Çoşkun Ağca, Silivri 5 No'lu L Tipi Kapalı Cezaevi A-10 Koğuşunda tutulan mahpsulardan biri idi. Ablası Burcu Bozdemir, bu sabah çektiği iki videoyu ulaştırdı elime. Şöyle diyor o videolarda:

“Kardeşim Coşkun Ağca'dan biz de haber alamıyoruz. En son cuma günü beni aradığında ‘Abla bize yardım edin, gardiyanlar bize işkence yapıyorlar. Ayaklarımız, kollarımız hep darp izleri, ayaklarımızda kelepçe izleri var. Her tarafımızı kestik. Sesimizi nereye duyabiliyorsan duyur, yardım et’ dedi. Cumartesi günü cezaevini aradığımda ‘Kardeşinizin hiçbir şey, yok şu anda koğuşta yatıyor’ denildi. Pazar günü aradığımda ‘Kardeşiniz Kovid-19 temaslısı, hücrede yatıyor’ denildi. 'Avukatımız gelirse görüşebilir mi kendisiyle' diye sordum, ‘Evet görüşebilir, bir sıkıntısı yok’ denildi. Pazartesi günü aradığımda burada yok, İzmir 2 No’lu F tipi Cezaevine sevki gerçekleşti’ dediler. İzmir’i aradık, ‘Ancak pazar günü görüşebilirsiniz, sizi arayabilir’ denildi. Gelen ses kaydında kardeşimin de adı var. Bir mahkum annesi tarafından arandım, ‘Kızım, kardeşinin koğuşunda 7 kişi intihar etmiş, oğlum senin kardeşini de içinde görmüş hastaneye kaldırılırken…’ dedi. Kardeşimizin hayatından endişe ediyoruz, perişan durumdayız. Avukatının geleceği duyulunca neden kardeşimin apar topar sevki yapılıyor? İzmir’de neden 'Pazar günü arayabilirsiniz' deniyor?​”
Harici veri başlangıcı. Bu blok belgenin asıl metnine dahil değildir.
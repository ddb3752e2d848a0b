//! # OpenSCAD Mesh
//!
//! In-memory polygon mesh shared by every stage of the conversion pipeline,
//! plus the axis remap applied between parsing and export.
//!
//! ## Architecture
//!
//! ```text
//! openscad-off (parse) → Mesh → transform::z_up_to_y_up → Mesh → openscad-glb
//! ```
//!
//! Faces stay polygons (triangles, quads, n-gons) until the exporter needs
//! triangles, so the parser and the transform stay format-agnostic.
//!
//! ## Usage
//!
//! ```rust
//! use glam::DVec3;
//! use openscad_mesh::{transform, Mesh, MeshColors};
//!
//! let mesh = Mesh::new(
//!     vec![DVec3::ZERO, DVec3::X, DVec3::Y],
//!     vec![vec![0, 1, 2]],
//!     MeshColors::None,
//! )?;
//! let y_up = transform::z_up_to_y_up(&mesh);
//! assert_eq!(y_up.vertices()[2], DVec3::NEG_Z);
//! # Ok::<(), openscad_mesh::MeshError>(())
//! ```

pub mod color;
pub mod error;
pub mod mesh;
pub mod transform;

pub use color::{Color, MeshColors};
pub use error::{MeshError, MeshResult};
pub use mesh::{Face, Mesh};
"HÂLÂ NEREDE OLDUĞUNU ÖĞRENEMEDİM?"

Diğer bir mahpus Halil Kasal. Kasal’ın işkence ve kötü muameleyi anlattığı ses kaydından sonra, annesi bir daha oğluna ulaşamadı. Yoğun bakımda olduğu iddia edildi, anne hastaneleri arada ama öğrenemedi nerede olduğunu. Sonra cezaevinde olduğu söylendi. Sabah aradım anne Beyaz Çelik’i, "İzmir’e sevk edildi" bilgisi dışında ellerinde hiçbir bilgi olmadığını söyledi. Çaresiz, sürekli "Oğlun İzmir’de" diye arayan telefonu arıyor, açan yok; İzmir 1 ve 2 No’lu F Tiplerini de aradı, ses yok. Maddi durumu nedeniyle Silivri’ye gelememiş Denizli’den. İzmir’e gitmenin yollarını arıyor, "Gitsem acaba görür müyüm" diye soruyor bana. Sonra ekliyor: “Neden bize kimse cevap vermiyor, biz nereye gidelim, kime soralım.” Sorularının yanıtı bende de yok, sessiz kalıyorum. "Ben bir daha arayayım cezaevlerini" diye kapatıyor telefonu. 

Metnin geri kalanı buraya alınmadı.